A senior commander of the Islamic Revolutionary Guard Corps (IRGC) provided a detailed account to a people’s tribunal of the brutality Iranian protesters were subjected to during the widespread anti-government protests in November 2019. The guards and paramilitary forces cracked down on around a thousand protesters.

The commander, who has since left the IRGC, was introduced as “Witness Number 600” and testified via video before the Iran Atrocities Tribunal, a people’s tribunal set up in London to investigate the horrors of the crackdown on the November 2019 protests.

The commander revealed that while people were not informed of the hikes in petrol prices, the IRGC were given a one week notice prior to the civil unrest to prepare for a tough response.  He added that he was involved in the arrests and interrogations, as well as the killings, actions which he now repents. The former commander claimed that the IRGC even unleashed Lebanese and Syrian forces, which were being trained in Iran at the time, against the protesters.

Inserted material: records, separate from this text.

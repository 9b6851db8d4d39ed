//! Circuit breaker to stop hammering a failing model.
//!
//! When calls to a collaborator fail repeatedly the circuit opens and later
//! calls fail fast until the recovery timeout has passed.

use parking_lot::RwLock;
use std::collections::HashMap;
use std::time::Duration;
use tokio::time::Instant;

use crate::collaborators::CollaboratorKind;

/// Circuit breaker configuration.
#[derive(Debug, Clone, PartialEq, Eq, serde::Serialize, serde::Deserialize)]
#[serde(default, deny_unknown_fields)]
pub struct CircuitBreakerConfig {
    /// Failures before opening circuit
    pub failure_threshold: u32,

    /// Time before attempting recovery, e.g. `"30s"`
    #[serde(with = "crate::config::duration_str")]
    pub recovery_timeout: Duration,

    /// Successes needed to close circuit
    pub success_threshold: u32,
}

impl Default for CircuitBreakerConfig {
    fn default() -> Self {
        Self {
            failure_threshold: 3,
            recovery_timeout: Duration::from_secs(30),
            success_threshold: 1,
        }
    }
}

/// State of a circuit.
#[derive(Debug, Clone, PartialEq, Eq)]
pub enum CircuitState {
    /// Normal operation
    Closed { failures: u32 },

    /// Circuit is open, calls fail fast
    Open { opened_at: Instant },

    /// Testing if circuit can close
    HalfOpen { successes: u32 },
}

/// One circuit per collaborator kind, so a broken translator does not stop
/// question answering.
pub struct CircuitBreaker {
    states: RwLock<HashMap<CollaboratorKind, CircuitState>>,
    config: CircuitBreakerConfig,
}

impl CircuitBreaker {
    pub fn new(config: CircuitBreakerConfig) -> Self {
        Self {
            states: RwLock::new(HashMap::new()),
            config,
        }
    }

    /// Returns true if calls to `kind` should fail fast.
    pub fn is_open(&self, kind: CollaboratorKind) -> bool {
        let states = self.states.read();
        match states.get(&kind) {
            Some(CircuitState::Open { opened_at }) => {
                if opened_at.elapsed() >= self.config.recovery_timeout {
                    drop(states);
                    self.transition_to_half_open(kind);
                    false
                } else {
                    true
                }
            }
            _ => false,
        }
    }

    pub fn record_success(&self, kind: CollaboratorKind) {
        let mut states = self.states.write();
        match states.get(&kind).cloned() {
            Some(CircuitState::HalfOpen { successes }) => {
                if successes + 1 >= self.config.success_threshold {
                    states.insert(kind, CircuitState::Closed { failures: 0 });
                    tracing::info!(collaborator = %kind, "Circuit closed after successful recovery");
                } else {
                    states.insert(
                        kind,
                        CircuitState::HalfOpen {
                            successes: successes + 1,
                        },
                    );
                }
            }
            Some(CircuitState::Closed { .. }) => {
                states.insert(kind, CircuitState::Closed { failures: 0 });
            }
            _ => {}
        }
    }

    pub fn record_failure(&self, kind: CollaboratorKind) {
        let mut states = self.states.write();
        let current = states
            .get(&kind)
            .cloned()
            .unwrap_or(CircuitState::Closed { failures: 0 });

        match current {
            CircuitState::Closed { failures } => {
                if failures + 1 >= self.config.failure_threshold {
                    states.insert(
                        kind,
                        CircuitState::Open {
                            opened_at: Instant::now(),
                        },
                    );
                    tracing::warn!(
                        collaborator = %kind,
                        failures = failures + 1,
                        "Circuit opened after repeated failures"
                    );
                } else {
                    states.insert(
                        kind,
                        CircuitState::Closed {
                            failures: failures + 1,
                        },
                    );
                }
            }
            CircuitState::HalfOpen { .. } => {
                states.insert(
                    kind,
                    CircuitState::Open {
                        opened_at: Instant::now(),
                    },
                );
                tracing::warn!(collaborator = %kind, "Circuit reopened after failed recovery attempt");
            }
            CircuitState::Open { .. } => {}
        }
    }

    fn transition_to_half_open(&self, kind: CollaboratorKind) {
        let mut states = self.states.write();
        if matches!(states.get(&kind), Some(CircuitState::Open { .. })) {
            states.insert(kind, CircuitState::HalfOpen { successes: 0 });
            tracing::info!(collaborator = %kind, "Circuit half-open, allowing a trial call");
        }
    }

    pub fn state(&self, kind: CollaboratorKind) -> CircuitState {
        self.states
            .read()
            .get(&kind)
            .cloned()
            .unwrap_or(CircuitState::Closed { failures: 0 })
    }
}

impl Default for CircuitBreaker {
    fn default() -> Self {
        Self::new(CircuitBreakerConfig::default())
    }
}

“It was the second or the third day [of the protests] that the situation became very critical and an order came to fire at will. The November 2019 was the only case that the military people did not provide an account of the shootings or the number of ammunition they discharged,” the former commander told the Tribunal while his face covered. “It was the second or the third day that the situation was red and they said the National Radio and Television could fall and we were ordered to do whatever needed … the order, I believe came from the commander of the
armed forces, I mean the leader [Ali Khamenei].”

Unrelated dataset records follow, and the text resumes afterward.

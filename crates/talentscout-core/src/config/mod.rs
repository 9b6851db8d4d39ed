//! Screening configuration.
//!
//! Configs are plain YAML or JSON validated against an embedded JSON Schema
//! before they are deserialized.

mod parser;
mod schema;

pub use parser::{ConfigError, ScreeningConfig};
pub use schema::validate_screening_schema;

The witness said that two special units within the IRGC, the Sabreen and Imam Ali units, were responsible for most of the repression against the protesters. The Imam Ali Central Security Headquarters of the IRGC was established after the 2009 protest with the sole purpose of cracking down on public protest.

The commander said that hundreds of girls and boys were forced to undress and were then beaten up on Takhti Street in Tehran. Many of the families of the victims kept their dead at home, waiting for a month before they could bury their loved ones due to fear of retaliation.